Items listed in a dataset:
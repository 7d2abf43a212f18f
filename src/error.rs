//! # Error Types
//!
//! Custom error types for xiaomi-ff using `thiserror`.
//!
//! Every attach-time failure maps onto one variant of [`XiaomiFfError`] and is
//! handed back to the host unchanged. Once a session is active, nothing in the
//! rumble path returns an error to a caller.

use thiserror::Error;

/// Main error type for xiaomi-ff
#[derive(Debug, Error)]
pub enum XiaomiFfError {
    /// The device advertises no feature reports at all
    #[error("no feature reports found")]
    NoFeatureReport,

    /// The first feature report does not carry a six-value field
    #[error("unexpected feature report layout: first field has {found} values, expected 6")]
    UnexpectedReportLayout { found: usize },

    /// The shared report buffer could not be reserved
    #[error("failed to allocate the rumble report buffer")]
    AllocationFailure,

    /// The input layer refused the rumble capability
    #[error("failed to register rumble capability: {0}")]
    CapabilityRegistrationFailure(String),

    /// The HID transport could not be started
    #[error("hw start failed: {0}")]
    TransportStartFailure(#[source] TransportError),

    /// Any other transport failure during attach
    #[error("transport error: {0}")]
    Transport(#[from] TransportError),

    /// No matching controller was found on the system
    #[error("no matching controller found ({0})")]
    DeviceNotFound(String),

    /// Configuration errors
    #[error("Configuration error: {0}")]
    Config(#[from] toml::de::Error),

    /// I/O errors
    #[error("I/O error: {0}")]
    Io(#[from] std::io::Error),
}

/// Errors reported by a [`crate::device::HidTransport`]
#[derive(Debug, Error)]
pub enum TransportError {
    /// Failure inside the HID library
    #[error("HID error: {0}")]
    Hid(String),

    /// The transport has already been stopped
    #[error("transport is closed")]
    Closed,

    /// The device returned a report descriptor that cannot be parsed
    #[error("report descriptor error: {0}")]
    Descriptor(String),

    /// I/O errors
    #[error("I/O error: {0}")]
    Io(#[from] std::io::Error),
}

impl From<hidapi::HidError> for TransportError {
    fn from(err: hidapi::HidError) -> Self {
        TransportError::Hid(err.to_string())
    }
}

/// Result type alias for xiaomi-ff
pub type Result<T> = std::result::Result<T, XiaomiFfError>;

#[cfg(test)]
mod tests {
    use super::*;

    #[test]
    fn test_layout_error_reports_found_count() {
        let err = XiaomiFfError::UnexpectedReportLayout { found: 5 };
        assert!(err.to_string().contains("5 values"));
    }

    #[test]
    fn test_transport_start_failure_keeps_source() {
        use std::error::Error as _;

        let err = XiaomiFfError::TransportStartFailure(TransportError::Closed);
        assert!(err.source().is_some());
        assert!(err.to_string().starts_with("hw start failed"));
    }

    #[test]
    fn test_io_error_converts_into_transport_error() {
        let io = std::io::Error::new(std::io::ErrorKind::BrokenPipe, "gone");
        let err: TransportError = io.into();
        assert!(matches!(err, TransportError::Io(_)));
    }
}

Task directions: A verbatim restatement of all the entries above is required.

Response to the exercise:
repository 7d2abf43a212f18f
filename src/error.rs
//! # Error Types
//!
//! Custom error types for xiaomi-ff using `thiserror`.
//!
//! Every attach-time failure maps onto one variant of [`XiaomiFfError`] and is
//! handed back to the host unchanged. Once a session is active, nothing in the
//! rumble path returns an error to a caller.

use thiserror::Error;

/// Main error type for xiaomi-ff
#[derive(Debug, Error)]
pub enum XiaomiFfError {
    /// The device advertises no feature reports at all
    #[error("no feature reports found")]
    NoFeatureReport,

    /// The first feature report does not carry a six-value field
    #[error("unexpected feature report layout: first field has {found} values, expected 6")]
    UnexpectedReportLayout { found: usize },

    /// The shared report buffer could not be reserved
    #[error("failed to allocate the rumble report buffer")]
    AllocationFailure,

    /// The input layer refused the rumble capability
    #[error("failed to register rumble capability: {0}")]
    CapabilityRegistrationFailure(String),

    /// The HID transport could not be started
    #[error("hw start failed: {0}")]
    TransportStartFailure(#[source] TransportError),

    /// Any other transport failure during attach
    #[error("transport error: {0}")]
    Transport(#[from] TransportError),

    /// No matching controller was found on the system
    #[error("no matching controller found ({0})")]
    DeviceNotFound(String),

    /// Configuration errors
    #[error("Configuration error: {0}")]
    Config(#[from] toml::de::Error),

    /// I/O errors
    #[error("I/O error: {0}")]
    Io(#[from] std::io::Error),
}

/// Errors reported by a [`crate::device::HidTransport`]
#[derive(Debug, Error)]
pub enum TransportError {
    /// Failure inside the HID library
    #[error("HID error: {0}")]
    Hid(String),

    /// The transport has already been stopped
    #[error("transport is closed")]
    Closed,

    /// The device returned a report descriptor that cannot be parsed
    #[error("report descriptor error: {0}")]
    Descriptor(String),

    /// I/O errors
    #[error("I/O error: {0}")]
    Io(#[from] std::io::Error),
}

impl From<hidapi::HidError> for TransportError {
    fn from(err: hidapi::HidError) -> Self {
        TransportError::Hid(err.to_string())
    }
}

/// Result type alias for xiaomi-ff
pub type Result<T> = std::result::Result<T, XiaomiFfError>;

#[cfg(test)]
mod tests {
    use super::*;

    #[test]
    fn test_layout_error_reports_found_count() {
        let err = XiaomiFfError::UnexpectedReportLayout { found: 5 };
        assert!(err.to_string().contains("5 values"));
    }

    #[test]
    fn test_transport_start_failure_keeps_source() {
        use std::error::Error as _;

        let err = XiaomiFfError::TransportStartFailure(TransportError::Closed);
        assert!(err.source().is_some());
        assert!(err.to_string().starts_with("hw start failed"));
    }

    #[test]
    fn test_io_error_converts_into_transport_error() {
        let io = std::io::Error::new(std::io::ErrorKind::BrokenPipe, "gone");
        let err: TransportError = io.into();
        assert!(matches!(err, TransportError::Io(_)));
    }
}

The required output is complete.